Aim of the exercise → Go through the data below and gather each line containing "started".

Input material Start Marker

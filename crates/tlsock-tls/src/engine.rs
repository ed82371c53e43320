//! TLS engine seam.
//!
//! An engine performs the client side of the handshake and the record
//! layer. It never touches the network: ciphertext goes in through
//! [`TlsEngine::process`] and comes out as [`EngineEvent::TlsData`].
//! Every operation appends what happened, in order, to an event list
//! owned by the caller, so nothing the engine reports can re-enter it.

use std::io::{Read, Write};
use std::sync::Arc;

use bytes::{Bytes, BytesMut};
use rustls::client::{Resumption, WebPkiServerVerifier};
use rustls::crypto::CryptoProvider;
use rustls::pki_types::ServerName;
use rustls::{ClientConfig, ClientConnection};
use tracing::trace;

use crate::anchors::TrustAnchors;
use crate::error::EngineError;
use crate::verify::HostnameVerifier;

/// Something the engine reports while processing input.
#[derive(Debug, Clone, PartialEq, Eq)]
pub enum EngineEvent {
    /// The handshake completed and the peer's identity was accepted.
    Connected,
    /// Ciphertext ready to go to the transport.
    TlsData(Bytes),
    /// Plaintext was newly decrypted and can be read.
    DataReady,
    /// The peer sent `close_notify`.
    Closed,
}

/// Client-side TLS handshake and record engine.
pub trait TlsEngine {
    /// Start the handshake.
    fn handshake(&mut self, out: &mut Vec<EngineEvent>) -> Result<(), EngineError>;

    /// Feed ciphertext received from the peer. Partial records are buffered.
    fn process(&mut self, ciphertext: &[u8], out: &mut Vec<EngineEvent>)
    -> Result<(), EngineError>;

    /// Queue plaintext for the peer. Plaintext given before the handshake
    /// completes is held and sent, in order, once it does.
    fn prepare(&mut self, plaintext: &[u8], out: &mut Vec<EngineEvent>)
    -> Result<(), EngineError>;

    /// Send `close_notify`.
    fn close(&mut self, out: &mut Vec<EngineEvent>) -> Result<(), EngineError>;

    /// Take up to `max` bytes of decrypted plaintext.
    fn read_plaintext(&mut self, max: usize) -> Bytes;

    /// Protocol agreed through ALPN, once established.
    fn alpn_protocol(&self) -> Option<&[u8]> {
        None
    }
}

/// Creates one engine session per connection.
pub trait EngineFactory {
    type Engine: TlsEngine;

    /// Build a client session for `hostname`, trusting `anchors`.
    fn create(&self, hostname: &str, anchors: &TrustAnchors) -> Result<Self::Engine, EngineError>;
}

/// Builds [`RustlsEngine`]s.
#[derive(Debug, Clone, Default)]
pub struct RustlsEngineFactory {
    alpn: Vec<Vec<u8>>,
    provider: Option<Arc<CryptoProvider>>,
}

impl RustlsEngineFactory {
    pub fn new() -> Self {
        Self::default()
    }

    /// Offer these protocols through ALPN, in preference order.
    pub fn with_alpn<I, P>(mut self, protocols: I) -> Self
    where
        I: IntoIterator<Item = P>,
        P: Into<Vec<u8>>,
    {
        self.alpn = protocols.into_iter().map(Into::into).collect();
        self
    }

    /// Use `provider` instead of the process default.
    pub fn with_provider(mut self, provider: Arc<CryptoProvider>) -> Self {
        self.provider = Some(provider);
        self
    }

    fn provider(&self) -> Arc<CryptoProvider> {
        self.provider
            .clone()
            .or_else(|| CryptoProvider::get_default().cloned())
            .unwrap_or_else(|| Arc::new(rustls::crypto::aws_lc_rs::default_provider()))
    }
}

impl EngineFactory for RustlsEngineFactory {
    type Engine = RustlsEngine;

    fn create(&self, hostname: &str, anchors: &TrustAnchors) -> Result<RustlsEngine, EngineError> {
        let server_name = ServerName::try_from(hostname.to_string())
            .map_err(|e| EngineError::config(format!("invalid server name {hostname:?}: {e}")))?;
        let provider = self.provider();

        let webpki = WebPkiServerVerifier::builder_with_provider(anchors.roots(), provider.clone())
            .build()
            .map_err(|e| EngineError::config(format!("failed to build verifier: {e}")))?;
        let verifier = Arc::new(HostnameVerifier::new(webpki, hostname));

        let mut config = ClientConfig::builder_with_provider(provider)
            .with_safe_default_protocol_versions()
            .map_err(|e| EngineError::from_rustls(e, false))?
            .dangerous()
            .with_custom_certificate_verifier(verifier.clone())
            .with_no_client_auth();
        config.alpn_protocols = self.alpn.clone();
        config.resumption = Resumption::disabled();

        let conn = ClientConnection::new(Arc::new(config), server_name)
            .map_err(|e| EngineError::from_rustls(e, false))?;
        Ok(RustlsEngine::new(conn, verifier))
    }
}

/// [`TlsEngine`] backed by a `rustls::ClientConnection`.
pub struct RustlsEngine {
    conn: ClientConnection,
    verifier: Arc<HostnameVerifier>,
    /// Decrypted plaintext not yet read by the consumer.
    inbound: BytesMut,
    /// Set by `handshake`; ciphertext is held back until then.
    started: bool,
    connected: bool,
    peer_closed: bool,
}

impl std::fmt::Debug for RustlsEngine {
    fn fmt(&self, f: &mut std::fmt::Formatter<'_>) -> std::fmt::Result {
        f.debug_struct("RustlsEngine")
            .field("hostname", &self.verifier.hostname())
            .field("started", &self.started)
            .field("connected", &self.connected)
            .field("peer_closed", &self.peer_closed)
            .field("buffered", &self.inbound.len())
            .finish()
    }
}

impl RustlsEngine {
    fn new(mut conn: ClientConnection, verifier: Arc<HostnameVerifier>) -> Self {
        // Writes are never refused; flow control belongs to the transport.
        conn.set_buffer_limit(None);
        Self {
            conn,
            verifier,
            inbound: BytesMut::new(),
            started: false,
            connected: false,
            peer_closed: false,
        }
    }

    /// Move all pending ciphertext out of rustls as one `TlsData` event.
    fn flush(&mut self, out: &mut Vec<EngineEvent>) -> Result<(), EngineError> {
        let mut buf = Vec::new();
        while self.conn.wants_write() {
            self.conn.write_tls(&mut buf).map_err(EngineError::io)?;
        }
        if !buf.is_empty() {
            trace!(bytes = buf.len(), "ciphertext ready");
            out.push(EngineEvent::TlsData(buf.into()));
        }
        Ok(())
    }

    /// Drain decrypted plaintext from rustls into `inbound`. Returns the byte count.
    fn drain_plaintext(&mut self) -> usize {
        let mut total = 0;
        let mut chunk = [0u8; 4096];
        loop {
            match self.conn.reader().read(&mut chunk) {
                Ok(0) | Err(_) => break,
                Ok(n) => {
                    self.inbound.extend_from_slice(&chunk[..n]);
                    total += n;
                }
            }
        }
        total
    }

    fn fail(&mut self, error: rustls::Error, out: &mut Vec<EngineEvent>) -> EngineError {
        // rustls queues the alert describing the failure; it still has to go out.
        let _ = self.flush(out);
        let err = EngineError::from_rustls(error, self.connected);
        match self.verifier.take_rejection() {
            Some(message) => err.with_message(message),
            None => err,
        }
    }
}

impl TlsEngine for RustlsEngine {
    fn handshake(&mut self, out: &mut Vec<EngineEvent>) -> Result<(), EngineError> {
        self.started = true;
        self.flush(out)
    }

    fn process(
        &mut self,
        ciphertext: &[u8],
        out: &mut Vec<EngineEvent>,
    ) -> Result<(), EngineError> {
        let mut input = ciphertext;
        while !input.is_empty() {
            if self.conn.read_tls(&mut input).map_err(EngineError::io)? == 0 {
                break;
            }
            let state = match self.conn.process_new_packets() {
                Ok(state) => state,
                Err(e) => return Err(self.fail(e, out)),
            };
            self.flush(out)?;

            if !self.connected && !self.conn.is_handshaking() {
                self.connected = true;
                out.push(EngineEvent::Connected);
                // Plaintext queued during the handshake is now encrypted.
                self.flush(out)?;
            }
            if state.plaintext_bytes_to_read() > 0 && self.drain_plaintext() > 0 {
                out.push(EngineEvent::DataReady);
            }
            if state.peer_has_closed() && !self.peer_closed {
                self.peer_closed = true;
                out.push(EngineEvent::Closed);
            }
        }
        Ok(())
    }

    fn prepare(
        &mut self,
        plaintext: &[u8],
        out: &mut Vec<EngineEvent>,
    ) -> Result<(), EngineError> {
        self.conn
            .writer()
            .write_all(plaintext)
            .map_err(EngineError::io)?;
        if self.started {
            self.flush(out)?;
        }
        Ok(())
    }

    fn close(&mut self, out: &mut Vec<EngineEvent>) -> Result<(), EngineError> {
        self.conn.send_close_notify();
        if self.started {
            self.flush(out)?;
        }
        Ok(())
    }

    fn read_plaintext(&mut self, max: usize) -> Bytes {
        let n = max.min(self.inbound.len());
        self.inbound.split_to(n).freeze()
    }

    fn alpn_protocol(&self) -> Option<&[u8]> {
        self.conn.alpn_protocol()
    }
}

Input material End Marker

Expected output →
    started: bool,
            .field("started", &self.started)
            started: false,
        self.started = true;
        if self.started {
        if self.started {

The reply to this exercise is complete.